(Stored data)

· · · · · · ·

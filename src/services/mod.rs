// Service module exports

pub mod api;
pub mod autoscroll;
pub mod event_store;
pub mod focus;
pub mod interaction;
pub mod layout;
pub mod settings;
pub mod sync;
pub mod time_records;
// Event module
// Time-block event shown on the day timeline

use crate::models::category::ColorKey;

/// Shortest block the timeline allows, in minutes.
pub const MIN_DURATION_MINUTES: i32 = 15;

/// Minutes in a rendered day.
pub const MINUTES_PER_DAY: i32 = 24 * 60;

/// A time block for the selected day.
///
/// `start_time` and `duration` are whole minutes; `start_time` counts from
/// midnight. `sort_index` only orders events that share a cluster and is
/// never sent back to the backend.
#[derive(Debug, Clone, PartialEq, Eq)]
pub struct CalendarEvent {
    pub id: String,
    pub title: String,
    pub subtitle: String,
    pub start_time: i32,
    pub duration: i32,
    pub color: ColorKey,
    pub sort_index: Option<i32>,
}

impl CalendarEvent {
    /// Create an event with the default color for its category.
    ///
    /// # Examples
    /// ```
    /// use flowstate_calendar::models::event::CalendarEvent;
    ///
    /// let event = CalendarEvent::new("a", "Deep work", "Work", 540, 60);
    /// assert_eq!(event.end_time(), 600);
    /// ```
    pub fn new(
        id: impl Into<String>,
        title: impl Into<String>,
        subtitle: impl Into<String>,
        start_time: i32,
        duration: i32,
    ) -> Self {
        let subtitle = subtitle.into();
        Self {
            id: id.into(),
            title: title.into(),
            color: ColorKey::from_category(&subtitle),
            subtitle,
            start_time,
            duration,
            sort_index: None,
        }
    }

    /// Create a builder for events with optional fields
    pub fn builder() -> CalendarEventBuilder {
        CalendarEventBuilder::default()
    }

    /// Exclusive end minute.
    pub fn end_time(&self) -> i32 {
        self.start_time + self.duration
    }

    /// Half-open interval intersection: touching blocks do not overlap.
    pub fn overlaps(&self, other: &CalendarEvent) -> bool {
        self.start_time.max(other.start_time) < self.end_time().min(other.end_time())
    }

    /// Ordering key used inside a cluster: explicit sort index, then start.
    pub fn cluster_order(&self) -> (i32, i32) {
        (self.sort_index.unwrap_or(0), self.start_time)
    }
}

/// Builder for creating events with optional fields
#[derive(Debug, Default)]
pub struct CalendarEventBuilder {
    id: Option<String>,
    title: Option<String>,
    subtitle: Option<String>,
    start_time: Option<i32>,
    duration: Option<i32>,
    color: Option<ColorKey>,
    sort_index: Option<i32>,
}

impl CalendarEventBuilder {
    pub fn id(mut self, id: impl Into<String>) -> Self {
        self.id = Some(id.into());
        self
    }

    pub fn title(mut self, title: impl Into<String>) -> Self {
        self.title = Some(title.into());
        self
    }

    pub fn subtitle(mut self, subtitle: impl Into<String>) -> Self {
        self.subtitle = Some(subtitle.into());
        self
    }

    pub fn start_time(mut self, minutes: i32) -> Self {
        self.start_time = Some(minutes);
        self
    }

    pub fn duration(mut self, minutes: i32) -> Self {
        self.duration = Some(minutes);
        self
    }

    pub fn color(mut self, color: ColorKey) -> Self {
        self.color = Some(color);
        self
    }

    pub fn sort_index(mut self, index: i32) -> Self {
        self.sort_index = Some(index);
        self
    }

    /// Build the event. Id and start time are required; duration defaults
    /// to the minimum block size.
    pub fn build(self) -> Result<CalendarEvent, String> {
        let id = self.id.ok_or_else(|| "Event id is required".to_string())?;
        let start_time = self
            .start_time
            .ok_or_else(|| "Event start time is required".to_string())?;
        let subtitle = self.subtitle.unwrap_or_else(|| "Default".to_string());
        let color = self
            .color
            .unwrap_or_else(|| ColorKey::from_category(&subtitle));

        Ok(CalendarEvent {
            id,
            title: self.title.unwrap_or_default(),
            subtitle,
            start_time,
            duration: self.duration.unwrap_or(MIN_DURATION_MINUTES),
            color,
            sort_index: self.sort_index,
        })
    }
}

· · · · · · ·

→ **REQUIREMENT**
Filter the records for the string "Debug" and copy every line that holds it.

→ **SOLUTION TO THIS TASK**
#[derive(Debug, Clone, PartialEq, Eq)]
#[derive(Debug, Default)]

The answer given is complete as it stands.